*** Opening of RECORDS TO PROCESS ***

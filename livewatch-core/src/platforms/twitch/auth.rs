// Twitch app access token (client-credentials grant) with an expiry-aware cache.
//
// Usage from the live client:
// ```rust
// let token = self.tokens.get_or_fetch(self.http.as_ref(), &creds, &self.token_url).await?;
// ```

use std::collections::HashMap;
use chrono::{DateTime, Duration, Utc};
use serde::Deserialize;
use tokio::sync::Mutex;
use tracing::debug;

use crate::Error;
use crate::http::HttpClient;
use crate::platforms::{ensure_success, parse_body};
use crate::platforms::credentials::TwitchCredentials;

pub const TWITCH_TOKEN_URL: &str = "https://id.twitch.tv/oauth2/token";

/// Seconds before expiry at which a cached token is treated as expired.
pub const DEFAULT_EXPIRY_MARGIN_SECS: i64 = 60;

/// Matches Twitch's JSON from the token endpoint
#[derive(Deserialize)]
struct AppTokenResponse {
    access_token: String,
    expires_in: i64,
    #[allow(dead_code)]
    token_type: Option<String>, // "bearer"
}

#[derive(Debug, Clone, PartialEq)]
pub struct AppToken {
    pub access_token: String,
    pub expires_at: DateTime<Utc>,
}

impl AppToken {
    fn fresh_for(&self, margin: Duration) -> bool {
        self.expires_at - Utc::now() > margin
    }
}

struct CachedToken {
    client_id: String,
    token: AppToken,
}

/// Holds at most one app token, tagged with the client id it was issued for.
///
/// The lock is held across the token exchange so concurrent callers wait for one
/// exchange instead of racing several.
pub struct AppTokenCache {
    slot: Mutex<Option<CachedToken>>,
    margin: Duration,
}

impl Default for AppTokenCache {
    fn default() -> Self {
        Self::new(DEFAULT_EXPIRY_MARGIN_SECS)
    }
}

impl AppTokenCache {
    pub fn new(margin_secs: i64) -> Self {
        Self {
            slot: Mutex::new(None),
            margin: Duration::seconds(margin_secs),
        }
    }

    /// Returns a bearer token, exchanging credentials only when the cached token
    /// is missing, about to expire, or belongs to another client id.
    pub async fn get_or_fetch(
        &self,
        http: &dyn HttpClient,
        creds: &TwitchCredentials,
        token_url: &str,
    ) -> Result<String, Error> {
        let mut slot = self.slot.lock().await;
        if let Some(cached) = slot.as_ref() {
            if cached.client_id == creds.client_id && cached.token.fresh_for(self.margin) {
                return Ok(cached.token.access_token.clone());
            }
        }

        let token = request_app_token(http, creds, token_url).await?;
        debug!(
            "Twitch app token issued; expires in {} s",
            (token.expires_at - Utc::now()).num_seconds()
        );
        let access_token = token.access_token.clone();
        *slot = Some(CachedToken {
            client_id: creds.client_id.clone(),
            token,
        });
        Ok(access_token)
    }

    /// Drops the cached token so the next call re-authenticates.
    pub async fn invalidate(&self) {
        self.slot.lock().await.take();
    }
}

/// Performs the client-credentials exchange.
pub async fn request_app_token(
    http: &dyn HttpClient,
    creds: &TwitchCredentials,
    token_url: &str,
) -> Result<AppToken, Error> {
    let mut form = HashMap::new();
    form.insert("client_id".to_string(), creds.client_id.clone());
    form.insert("client_secret".to_string(), creds.client_secret.clone());
    form.insert("grant_type".to_string(), "client_credentials".to_string());

    let resp = http.post_form(token_url.to_string(), form).await?;
    ensure_success("Twitch token endpoint", &resp)?;
    let parsed: AppTokenResponse = parse_body("Twitch token endpoint", &resp)?;

    Ok(AppToken {
        access_token: parsed.access_token,
        expires_at: Utc::now() + Duration::seconds(parsed.expires_in),
    })
}
// File: livewatch-common/src/models/stream.rs

use chrono::{DateTime, Utc};
use serde::{Deserialize, Serialize};

use crate::models::channel::{ManualOverride, TrackedChannel};
use crate::models::platform::Platform;

/// Priority given to the synthesized manual-override entry. Higher than any
/// priority an operator is expected to configure.
pub const OVERRIDE_PRIORITY: i32 = 999;

/// `channelId` used for the synthesized manual-override entry.
pub const OVERRIDE_CHANNEL_ID: &str = "manual-override";

/// Priority for a live entry the platform returned but no tracked channel matches.
pub const UNTRACKED_PRIORITY: i32 = 1;

/// One channel that is live right now, normalized across platforms.
#[derive(Debug, Serialize, Deserialize, Clone, PartialEq)]
#[serde(rename_all = "camelCase")]
pub struct LiveStream {
    pub channel_id: String,
    pub channel_name: String,
    pub platform: Platform,
    pub stream_url: String,
    pub title: String,
    #[serde(default, skip_serializing_if = "Option::is_none")]
    pub thumbnail: Option<String>,
    #[serde(default, skip_serializing_if = "Option::is_none")]
    pub viewer_count: Option<u64>,
    pub is_owner: bool,
    pub priority: i32,
}

impl LiveStream {
    /// Builds the live entry for a tracked channel, copying ownership and
    /// priority from the roster record.
    pub fn for_channel(
        channel: &TrackedChannel,
        stream_url: String,
        title: String,
        thumbnail: Option<String>,
        viewer_count: Option<u64>,
    ) -> Self {
        Self {
            channel_id: channel.channel_id.clone(),
            channel_name: channel.name.clone(),
            platform: channel.platform,
            stream_url,
            title,
            thumbnail,
            viewer_count,
            is_owner: channel.is_owner,
            priority: channel.priority,
        }
    }

    /// Synthesizes the entry shown while the manual override is live.
    pub fn from_override(manual: &ManualOverride) -> Self {
        Self {
            channel_id: OVERRIDE_CHANNEL_ID.to_string(),
            channel_name: manual.stream_title.clone(),
            platform: manual.platform,
            stream_url: manual.stream_url.clone(),
            title: manual.stream_title.clone(),
            thumbnail: manual.thumbnail.clone(),
            viewer_count: None,
            is_owner: true,
            priority: OVERRIDE_PRIORITY,
        }
    }
}

/// Result of one aggregation pass.
#[derive(Debug, Serialize, Deserialize, Clone, PartialEq, Default)]
#[serde(rename_all = "camelCase")]
pub struct StatusSnapshot {
    pub streams: Vec<LiveStream>,
    pub is_live: bool,
    /// Absent when the roster was empty and no platform was asked.
    #[serde(default, skip_serializing_if = "Option::is_none")]
    pub checked_at: Option<DateTime<Utc>>,
}

impl StatusSnapshot {
    /// The short-circuit answer for an empty roster.
    pub fn empty() -> Self {
        Self::default()
    }

    pub fn new(streams: Vec<LiveStream>, checked_at: DateTime<Utc>) -> Self {
        let is_live = !streams.is_empty();
        Self {
            streams,
            is_live,
            checked_at: Some(checked_at),
        }
    }
}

*** Close of RECORDS TO PROCESS ***

§ WHAT IS REQUIRED: Starting at the line above that contains "use crate::platforms::credentials::TwitchCredentials;", write out each line exactly until the line that contains "let access_token = token.access_token.clone();" has been written, and stop there.

§ ANSWER FOR THE TASK:
use crate::platforms::credentials::TwitchCredentials;

pub const TWITCH_TOKEN_URL: &str = "https://id.twitch.tv/oauth2/token";

/// Seconds before expiry at which a cached token is treated as expired.
pub const DEFAULT_EXPIRY_MARGIN_SECS: i64 = 60;

/// Matches Twitch's JSON from the token endpoint
#[derive(Deserialize)]
struct AppTokenResponse {
    access_token: String,
    expires_in: i64,
    #[allow(dead_code)]
    token_type: Option<String>, // "bearer"
}

#[derive(Debug, Clone, PartialEq)]
pub struct AppToken {
    pub access_token: String,
    pub expires_at: DateTime<Utc>,
}

impl AppToken {
    fn fresh_for(&self, margin: Duration) -> bool {
        self.expires_at - Utc::now() > margin
    }
}

struct CachedToken {
    client_id: String,
    token: AppToken,
}

/// Holds at most one app token, tagged with the client id it was issued for.
///
/// The lock is held across the token exchange so concurrent callers wait for one
/// exchange instead of racing several.
pub struct AppTokenCache {
    slot: Mutex<Option<CachedToken>>,
    margin: Duration,
}

impl Default for AppTokenCache {
    fn default() -> Self {
        Self::new(DEFAULT_EXPIRY_MARGIN_SECS)
    }
}

impl AppTokenCache {
    pub fn new(margin_secs: i64) -> Self {
        Self {
            slot: Mutex::new(None),
            margin: Duration::seconds(margin_secs),
        }
    }

    /// Returns a bearer token, exchanging credentials only when the cached token
    /// is missing, about to expire, or belongs to another client id.
    pub async fn get_or_fetch(
        &self,
        http: &dyn HttpClient,
        creds: &TwitchCredentials,
        token_url: &str,
    ) -> Result<String, Error> {
        let mut slot = self.slot.lock().await;
        if let Some(cached) = slot.as_ref() {
            if cached.client_id == creds.client_id && cached.token.fresh_for(self.margin) {
                return Ok(cached.token.access_token.clone());
            }
        }

        let token = request_app_token(http, creds, token_url).await?;
        debug!(
            "Twitch app token issued; expires in {} s",
            (token.expires_at - Utc::now()).num_seconds()
        );
        let access_token = token.access_token.clone();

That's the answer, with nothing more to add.